Figure 2.3. Solution Explorer.
Most of the time, you interact with the Solution Explorer by double-clicking a project item, such as a code file, to display it in an editor window or through the context menu to add or remove items or projects.
Writing Your First Program
At this point, you should be familiar enough with the C# language and syntax to write your first program. If you haven’t already installed Visual Studio, now is the time to do so. As your first introduction to C#, you will continue the tradition of starting with a simple application that displays the message “Hello, world” on the screen.
Creating a Project
Creating the project can be done using the New Project command on the Start Page, the New Project toolbar button, or the application menu. These three locations are shown in Figure 2.4. If you have one of the Visual Studio with MSDN editions installed, the location of the menu item and toolbar button may be slightly different.
Figure 2.4. New Project commands.
This displays the New Project dialog box, shown in Figure 2.5, which enables you to specify the name and type of project.

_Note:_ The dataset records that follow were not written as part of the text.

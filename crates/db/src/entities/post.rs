//! Post entity.

use std::fmt;

use sea_orm::entity::prelude::*;
use serde::{Deserialize, Serialize};

/// Number of characters shown by `Display`.
pub const PREVIEW_LEN: usize = 15;

#[derive(Clone, Debug, PartialEq, Eq, DeriveEntityModel, Serialize, Deserialize)]
#[sea_orm(table_name = "post")]
pub struct Model {
    #[sea_orm(primary_key, auto_increment = false)]
    pub id: String,

    #[sea_orm(column_type = "Text")]
    pub text: String,

    #[sea_orm(indexed)]
    pub author_id: String,

    /// NULL when the post is outside any group (or its group was deleted)
    #[sea_orm(nullable, indexed)]
    pub group_id: Option<String>,

    /// Storage key of the attached image, under `posts/`
    #[sea_orm(nullable)]
    pub image: Option<String>,

    #[sea_orm(indexed)]
    pub created_at: DateTimeWithTimeZone,
}

impl fmt::Display for Model {
    fn fmt(&self, f: &mut fmt::Formatter<'_>) -> fmt::Result {
        f.write_str(super::truncate_chars(&self.text, PREVIEW_LEN))
    }
}

#[derive(Copy, Clone, Debug, EnumIter, DeriveRelation)]
pub enum Relation {
    #[sea_orm(
        belongs_to = "super::user::Entity",
        from = "Column::AuthorId",
        to = "super::user::Column::Id",
        on_delete = "Cascade"
    )]
    Author,

    #[sea_orm(
        belongs_to = "super::group::Entity",
        from = "Column::GroupId",
        to = "super::group::Column::Id",
        on_delete = "SetNull"
    )]
    Group,

    #[sea_orm(has_many = "super::comment::Entity")]
    Comment,
}

impl Related<super::user::Entity> for Entity {
    fn to() -> RelationDef {
        Relation::Author.def()
    }
}

impl Related<super::group::Entity> for Entity {
    fn to() -> RelationDef {
        Relation::Group.def()
    }
}

impl Related<super::comment::Entity> for Entity {
    fn to() -> RelationDef {
        Relation::Comment.def()
    }
}

impl ActiveModelBehavior for ActiveModel {}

Figure 2.5. New Project dialog box.
For this first application, you will create a console application named ConsoleHelloWorld. After you select the project type and provide the name, you can click the OK button or double-click the project type. This closes the dialog box, creates the project, and displays the default code for that project, as shown in Figure 2.6.
Figure 2.6. Default code for a console application.
As you can see, Visual Studio has already done some of the work for us and provided some starting code. Before we start adding our own code, let’s examine the code Visual Studio generated for us.
At the top of the file (lines 1 to 5) is a list of namespaces (see Figure 2.7). Each namespace is included by a using directive, which is simply the keyword using followed by the namespace. Using directives tell the compiler, and us, that we are referencing a namespace and the types declared in that namespace should be available for use.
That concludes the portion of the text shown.